Research Column

We, humans, are continuously trying to push our limitations by exploring uncharted territories in the universe. With the explosion of robotics applications, I believe we may expand our presence (remotely) to conduct research or explore extraterrestrial bodies, farm fields, deep oceans, mining fields and more. However, robots that use fewer computing resources and energy while predicting the optimal path in an uncertain or complex world are ideal for the aforementioned missions or tasks. My current research is centred on exploring the implications of this topic with Dr. Chinmay Desai and Dr. Pooja Shah. We are trying to develop a computationally efficient and lightweight inverse-kinematics algorithm that computes the bounds of a kinematic state based on the uncertainty in wheel-terrain contact. Instead of solving the whole kinematic rover-terrain settling, the essential principle of our new technique is to rapidly calculate the vehicle configuration bounds. Knowing the bounds of some important states, the suggested technique may efficiently generate a conservative assessment of the system-terrain clearance, rover attitude, and suspension angles in a closed form.

Optimization of Rocker-Bogie Mechanism using Heuristic Approaches

The objective of this research was to improve the design of the wheel suspension system of a planetary rover based on well-defined mobility criteria using optimization paradigms in conjunction with a rigorously developed objective function that takes into consideration the stimulatory data for the rover's associated commissions. With the advent of computational technologies, predictive analysis, and the multi-objective use of optimization, seven algorithms were leveraged.
Supervisors: Dr. Pooja Shah and Dr.
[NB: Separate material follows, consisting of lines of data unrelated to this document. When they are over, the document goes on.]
use crate::pool::{merge_names, parse_names, Pool};

#[derive(Debug, Clone, Copy, PartialEq, Eq, Default)]
pub enum Mode {
    #[default]
    Names,
    Numbers,
}

/// Form state behind the raffle window.
///
/// Every setter re-clamps the winner quantity so it always lies in
/// `1..=max_quantity()`.
#[derive(Debug, Clone)]
pub struct Raffle {
    mode: Mode,
    names_text: String,
    names: Vec<String>,
    range_min: i64,
    range_max: i64,
    quantity: usize,
}

impl Default for Raffle {
    fn default() -> Self {
        Self::with_range(1, 100)
    }
}

impl Raffle {
    pub fn with_range(min: i64, max: i64) -> Self {
        Self {
            mode: Mode::Names,
            names_text: String::new(),
            names: Vec::new(),
            range_min: min,
            range_max: max,
            quantity: 1,
        }
    }

    pub fn mode(&self) -> Mode {
        self.mode
    }

    pub fn names_text(&self) -> &str {
        &self.names_text
    }

    pub fn names(&self) -> &[String] {
        &self.names
    }

    pub fn range(&self) -> (i64, i64) {
        (self.range_min, self.range_max)
    }

    pub fn quantity(&self) -> usize {
        self.quantity
    }

    pub fn set_mode(&mut self, mode: Mode) {
        self.mode = mode;
        self.clamp_quantity();
    }

    /// Replace the raw name text and reparse the list.
    pub fn set_names_text(&mut self, text: impl Into<String>) {
        self.names_text = text.into();
        self.names = parse_names(&self.names_text);
        self.clamp_quantity();
    }

    pub fn set_range(&mut self, min: i64, max: i64) {
        self.range_min = min;
        self.range_max = max;
        self.clamp_quantity();
    }

    /// The pool for the active mode.
    pub fn pool(&self) -> Pool {
        match self.mode {
            Mode::Names => Pool::Names(self.names.clone()),
            Mode::Numbers => Pool::Range {
                min: self.range_min,
                max: self.range_max,
            },
        }
    }

    /// Size of the active pool. An inverted range reports 0.
    pub fn pool_size(&self) -> usize {
        match self.mode {
            Mode::Names => self.names.len(),
            Mode::Numbers => Pool::Range {
                min: self.range_min,
                max: self.range_max,
            }
            .len(),
        }
    }

    /// Exact size of the active pool, for display.
    pub fn pool_span(&self) -> u128 {
        match self.mode {
            Mode::Names => self.names.len() as u128,
            Mode::Numbers => Pool::Range {
                min: self.range_min,
                max: self.range_max,
            }
            .span(),
        }
    }

    pub fn max_quantity(&self) -> usize {
        self.pool_size().max(1)
    }

    pub fn can_draw(&self) -> bool {
        self.pool_size() > 0
    }

    pub fn can_increment(&self) -> bool {
        self.quantity < self.max_quantity()
    }

    pub fn can_decrement(&self) -> bool {
        self.quantity > 1
    }

    pub fn increment_quantity(&mut self) {
        if self.can_increment() {
            self.quantity += 1;
        }
    }

    pub fn decrement_quantity(&mut self) {
        if self.can_decrement() {
            self.quantity -= 1;
        }
    }

    /// Empty the name list and reset the quantity. The range is kept.
    pub fn clear_names(&mut self) {
        self.names_text.clear();
        self.names.clear();
        self.quantity = 1;
    }

    /// Merge generated names into the list. Returns how many were new.
    pub fn import_names(&mut self, generated: Vec<String>) -> usize {
        let before = self.names.len();
        self.names = merge_names(&self.names, generated);
        self.names_text = self.names.join("\n");
        self.clamp_quantity();
        self.names.len().saturating_sub(before)
    }

    fn clamp_quantity(&mut self) {
        let max = self.max_quantity();
        if self.quantity > max {
            self.quantity = max;
        } else if self.quantity == 0 {
            self.quantity = 1;
        }
    }
}
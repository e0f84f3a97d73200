use eframe::egui::{self, Color32, Pos2, Stroke, Vec2};
use rand::rngs::StdRng;
use rand::{Rng, SeedableRng};
use std::time::{Duration, Instant};

pub const DEFAULT_PARTICLES: usize = 150;

pub const PALETTE: [Color32; 5] = [
    Color32::from_rgb(0xEF, 0x44, 0x44),
    Color32::from_rgb(0xB9, 0x1C, 0x1C),
    Color32::from_rgb(0xFF, 0xFF, 0xFF),
    Color32::from_rgb(0xFC, 0xA5, 0xA5),
    Color32::from_rgb(0xFF, 0xD7, 0x00),
];

/// Particles re-enter slightly above the top edge.
const WRAP_Y: f32 = -20.0;
/// Speeds and spin rates are expressed per frame at this rate.
const REFERENCE_FPS: f32 = 60.0;

#[derive(Debug, Clone, PartialEq)]
pub struct Particle {
    /// Top-left corner of the unrotated rectangle.
    pub pos: Pos2,
    pub size: Vec2,
    pub color: Color32,
    pub speed: f32,
    /// Rotation in radians.
    pub angle: f32,
    pub spin: f32,
}

/// Confetti overlay state. Inactive overlays hold no particles.
pub struct Confetti {
    particles: Vec<Particle>,
    viewport: Vec2,
    count: usize,
    lifetime: Option<Duration>,
    started: Option<Instant>,
    rng: StdRng,
}

impl Confetti {
    pub fn new(count: usize, lifetime: Option<Duration>) -> Self {
        Self::with_rng(count, lifetime, StdRng::from_entropy())
    }

    pub fn from_seed(count: usize, lifetime: Option<Duration>, seed: u64) -> Self {
        Self::with_rng(count, lifetime, StdRng::seed_from_u64(seed))
    }

    fn with_rng(count: usize, lifetime: Option<Duration>, rng: StdRng) -> Self {
        Self {
            particles: Vec::new(),
            viewport: Vec2::ZERO,
            count,
            lifetime,
            started: None,
            rng,
        }
    }

    pub fn is_active(&self) -> bool {
        self.started.is_some()
    }

    pub fn particles(&self) -> &[Particle] {
        &self.particles
    }

    pub fn viewport(&self) -> Vec2 {
        self.viewport
    }

    /// Seed a fresh set of particles above the viewport and start the clock.
    pub fn activate(&mut self, viewport: Vec2, now: Instant) {
        self.viewport = viewport;
        self.particles.clear();
        for _ in 0..self.count {
            let particle = self.spawn();
            self.particles.push(particle);
        }
        self.started = Some(now);
        tracing::debug!(particles = self.particles.len(), "confetti started");
    }

    pub fn deactivate(&mut self) {
        if self.started.take().is_some() {
            tracing::debug!("confetti stopped");
        }
        self.particles.clear();
    }

    pub fn resize(&mut self, viewport: Vec2) {
        self.viewport = viewport;
    }

    /// Advance every particle by `dt` of wall time.
    ///
    /// Deactivates the overlay once its lifetime has elapsed.
    pub fn step(&mut self, dt: Duration, now: Instant) {
        let Some(started) = self.started else {
            return;
        };
        if let Some(lifetime) = self.lifetime {
            if now.saturating_duration_since(started) >= lifetime {
                self.deactivate();
                return;
            }
        }
        let frames = dt.as_secs_f32() * REFERENCE_FPS;
        let width = self.viewport.x.max(1.0);
        let height = self.viewport.y;
        for p in &mut self.particles {
            p.pos.y += p.speed * frames;
            p.angle += p.spin * frames;
            if p.pos.y > height {
                p.pos.y = WRAP_Y;
                p.pos.x = self.rng.gen_range(0.0..width);
            }
        }
    }

    pub fn paint(&self, painter: &egui::Painter) {
        for p in &self.particles {
            painter.add(egui::Shape::convex_polygon(
                particle_corners(p).to_vec(),
                p.color,
                Stroke::NONE,
            ));
        }
    }

    fn spawn(&mut self) -> Particle {
        let width = self.viewport.x.max(1.0);
        let height = self.viewport.y.max(1.0);
        let rng = &mut self.rng;
        Particle {
            pos: Pos2::new(rng.gen_range(0.0..width), rng.gen_range(-height..0.0)),
            size: Vec2::new(rng.gen_range(5.0..15.0), rng.gen_range(5.0..15.0)),
            color: PALETTE[rng.gen_range(0..PALETTE.len())],
            speed: rng.gen_range(2.0..7.0),
            angle: rng.gen_range(0.0..360.0),
            spin: rng.gen_range(-0.1..0.1),
        }
    }
}

/// Corners of the particle rectangle rotated about its centre.
pub fn particle_corners(p: &Particle) -> [Pos2; 4] {
    let centre = p.pos + p.size / 2.0;
    let half = p.size / 2.0;
    let (sin, cos) = p.angle.sin_cos();
    let rotate = |v: Vec2| centre + Vec2::new(v.x * cos - v.y * sin, v.x * sin + v.y * cos);
    [
        rotate(Vec2::new(-half.x, -half.y)),
        rotate(Vec2::new(half.x, -half.y)),
        rotate(Vec2::new(half.x, half.y)),
        rotate(Vec2::new(-half.x, half.y)),
    ]
}
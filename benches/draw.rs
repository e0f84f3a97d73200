use criterion::{criterion_group, criterion_main, Criterion};
use rand::rngs::StdRng;
use rand::SeedableRng;
use sorteio::draw::draw_winners;
use sorteio::pool::{parse_names, Pool};

fn bench_draw(c: &mut Criterion) {
    let text: String = (0..10_000).map(|i| format!("Participante {i}\n")).collect();
    let names = Pool::Names(parse_names(&text));
    let range = Pool::Range {
        min: 1,
        max: 1_000_000_000,
    };
    let mut rng = StdRng::seed_from_u64(1);

    c.bench_function("draw_10_of_10k_names", |b| {
        b.iter(|| draw_winners(&names, 10, &mut rng))
    });
    c.bench_function("draw_all_10k_names", |b| {
        b.iter(|| draw_winners(&names, 10_000, &mut rng))
    });
    c.bench_function("draw_10_of_1e9_range", |b| {
        b.iter(|| draw_winners(&range, 10, &mut rng))
    });
}

criterion_group!(benches, bench_draw);
criterion_main!(benches);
Paresh Gujarati

A comparative study on the modern deep learning architectures for predicting nutritional deficiency in rice plants

Plant nutrient insufficiency identification is the process of detecting the number of nutrients deficient in the soil. In this project, we have used five famous deep learning architectures namely, ResNets, DenseNets, MobileNets, VGG-16, and SqueezeNet to identify insufficiency of nutrients like Nitrogen, Calcium and Boron by this Non-destructive method. We created a hydroponic experiment in which we gathered images for three different types of nutrient deficiencies (N, K, and Ca) and compared them to rice plants growing in full nutrition, for a total of four classes.
Supervisors: Asst. Prof. Kirti Bardhan and Dr. Pooja Shah.